A Byron Shire Council staff presentation to last year’s NSW coastal conference has put forward a supporting argument for planned retreat at Belongil, claiming that it is a legitimate position that the council can defended in court.
And while council’s media spokesperson says that the presentation does not present a position on ‘planned retreat’, it’s a stance deeply at odds with the majority five councillors.
Last week they voted to go into confidential session and have authorised multinational law firm Norton Rose Fulbright to sign consent orders in the NSW Supreme Court ‘between Ralf Lauren 57 Pty Ltd and others and Byron Shire Council and Reserve Number 82000.’
It’s a settlement shrouded in secrecy, owing to its being before the courts; however, The Echo understands that the $100m claim by 16 Belongil landowners started in 2010 and is for damage they say was caused to their properties by Jonson Street protection works.
During morning public access, Suffolk Park resident Donald Maughan was ejected by the councillor majority after he requested to stay.
During his speech, both Crs Cubis and Woods began speaking among themselves, distracting from Mr Maughan’s speech.
The mayor stopped Mr Maughan mid-speech and asked Cr Cubis to stop swearing ‘like a thug’, whereupon Cr Cubis began arguing.
The mayor replied, ‘Can you just stop swearing? It’s not a footy club room.’ Cr Cubis then launched at the mayor regarding the issue of confidentiality, and accused the mayor of trying to ‘suppress this’.
It was all going nowhere, but thankfully at that point, Mr Maughan said: ‘It’s only a 15-second comment, and I don’t see any problem with the community having 15 seconds.
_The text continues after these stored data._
//! Validation context and utilities for manifest parsing.

use std::sync::Arc;

use miette::SourceSpan;

use crate::{Result, error::SourceContext};

/// Parsing and validation context that carries source information.
///
/// Holds the source content and the current path through the module
/// (e.g. `objects.user.fields`), so nested checks can report where a bad
/// name was declared.
///
/// # Example
///
/// ```ignore
/// let ctx = ParseContext::new(src, "app.toml");
/// ctx.validate_name("user", "object")?;
///
/// let nested = ctx.push("user");
/// nested.validate_name("first_name", "field")?;
/// ```
#[derive(Debug, Clone)]
pub struct ParseContext<'a> {
    /// Source context for error reporting (shared across nested contexts)
    source: Arc<SourceContext>,
    path: Vec<&'a str>,
}

impl<'a> ParseContext<'a> {
    pub fn new(src: &str, filename: &str) -> Self {
        Self {
            source: Arc::new(SourceContext::new(src, filename)),
            path: Vec::new(),
        }
    }

    /// Push a path segment and return a new context.
    pub fn push(&self, segment: &'a str) -> Self {
        let mut path = self.path.clone();
        path.push(segment);
        Self {
            source: Arc::clone(&self.source),
            path,
        }
    }

    /// Get the current path as a dot-separated string.
    pub fn path_string(&self) -> String {
        self.path.join(".")
    }

    /// Get a context description for error messages.
    ///
    /// For example: "field in 'user'" or just "object" if no path.
    pub fn context_for(&self, kind: &str) -> String {
        if self.path.is_empty() {
            kind.to_string()
        } else {
            format!("{} in '{}'", kind, self.path_string())
        }
    }

    /// Find the span of a name in the source.
    pub fn find_span(&self, name: &str) -> Option<SourceSpan> {
        find_name_span(self.source.src(), name)
    }

    /// Validate that a name is a valid GraphQL-style identifier.
    pub fn validate_name(&self, name: &str, kind: &str) -> Result<()> {
        if let Some(reason) = schemata_core::invalid_name_reason(name) {
            return Err(self.source.invalid_identifier_error(
                name,
                self.context_for(kind),
                reason,
                self.find_span(name),
            ));
        }
        Ok(())
    }

    /// Create a validation error pointing at `name`, if it can be found.
    pub fn error_at(&self, message: impl Into<String>, name: &str) -> Box<crate::Error> {
        self.source.validation_error(message, self.find_span(name))
    }
}

/// Find the span of a name in the TOML source.
///
/// Searches table headers (`.name]`, `.name.`), quoted strings (`"name"`),
/// and bare keys (`name =`) in that order.
pub(crate) fn find_name_span(src: &str, name: &str) -> Option<SourceSpan> {
    if name.is_empty() {
        return None;
    }

    let prefixed = [
        format!(".{}]", name),
        format!(".{}.", name),
        format!("\"{}\"", name),
        format!("'{}'", name),
    ];

    for pattern in &prefixed {
        if let Some(pos) = src.find(pattern) {
            return Some(SourceSpan::from((pos + 1, name.len())));
        }
    }

    // Bare keys at the start of a line or inside an inline table
    let key_patterns = [
        (format!("\n{} ", name), 1usize),
        (format!("\n{}=", name), 1usize),
        (format!("{{ {} ", name), 2usize),
        (format!(", {} ", name), 2usize),
    ];

    if src.starts_with(&format!("{} ", name)) || src.starts_with(&format!("{}=", name)) {
        return Some(SourceSpan::from((0, name.len())));
    }

    for (pattern, skip) in &key_patterns {
        if let Some(pos) = src.find(pattern) {
            return Some(SourceSpan::from((pos + skip, name.len())));
        }
    }

    None
}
Can I start again?’
He continued, ‘Councillors, I am here as a representative of the Community Alliance for Byron Shire (CABS).
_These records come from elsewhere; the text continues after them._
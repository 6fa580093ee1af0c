//! Conformance phase - checks implementors against their interfaces.

use schemata_blueprint::{Blueprint, TypeDefinition};

use crate::{
    Error, PhaseErrors,
    pipeline::{Phase, PhaseResult},
    sdl::{Adapter, LanguageConventions},
};

/// Phase that requires every interface field to exist on each implementor.
///
/// Fields are matched by their printed name under [`LanguageConventions`],
/// so `display_name` satisfies an interface field `displayName`. Interfaces
/// implementing other interfaces are checked the same way as objects.
pub struct ConformancePhase;

impl Phase for ConformancePhase {
    fn name(&self) -> &str {
        "conformance"
    }

    fn description(&self) -> &str {
        "Check that implementors define every interface field"
    }

    fn run(&self, blueprint: Blueprint) -> PhaseResult {
        let mut errors = PhaseErrors::new();

        for ty in blueprint.types() {
            for interface_name in ty.interfaces() {
                let Some(TypeDefinition::Interface(interface)) =
                    blueprint.find_type(interface_name)
                else {
                    continue;
                };

                for field in interface.fields.keys() {
                    if !defines(ty, field) {
                        errors.push(Error::InterfaceConformanceViolation {
                            type_name: ty.name().to_string(),
                            interface: interface.name.clone(),
                            field: field.clone(),
                        });
                    }
                }
            }
        }

        errors.into_result(blueprint)
    }
}

fn defines(ty: &TypeDefinition, field: &str) -> bool {
    if ty.find_field(field).is_some() {
        return true;
    }
    let printed = LanguageConventions.field_name(field);
    ty.fields()
        .into_iter()
        .flat_map(|fields| fields.keys())
        .any(|name| LanguageConventions.field_name(name) == printed)
}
‘We are led to believe that there is a discussion and a vote on a motion that could have significant financial impact on the long-term viability of Byron Shire and thus the community of Byron Shire.
‘The details of this motion/discussion are being withheld from the community and I would like to be a witness as a community representative and request permission to be able to listen to these discussions.’
So what’s in the conference paper? The report shows from 1989 to 2006, various court cases were instigated by landowners against Council around planned retreat, and all were won by Council.
The report identified that of the 31 beachfront properties at high risk of erosion, there are 12 properties without restrictions [properties to which the post-1988 planned retreat policy does not apply], ‘and seven with only partial restrictions.’
The lessons from this, according to author Catherine Knight, is that ‘The use of DCP [development control plan] provisions to give effect to the LEP [local environment plan] was upheld, and, ‘because of significance of threat, it is right to warn purchasers using the S88E instrument.’ Ms Knight also argues that litigation had decreased over time.
She says, ‘Developers have taken Council to court, but Council has been successful in defending its decisions.’ Ms Knight also warned against ‘creating legacy issues.’
• Council’s media spokesperson says Ms Knight’s presentation, ‘provides a summary of the historical application of coastal hazard planning provisions in Byron Shire, to help inform the discussion about coastal hazard management.’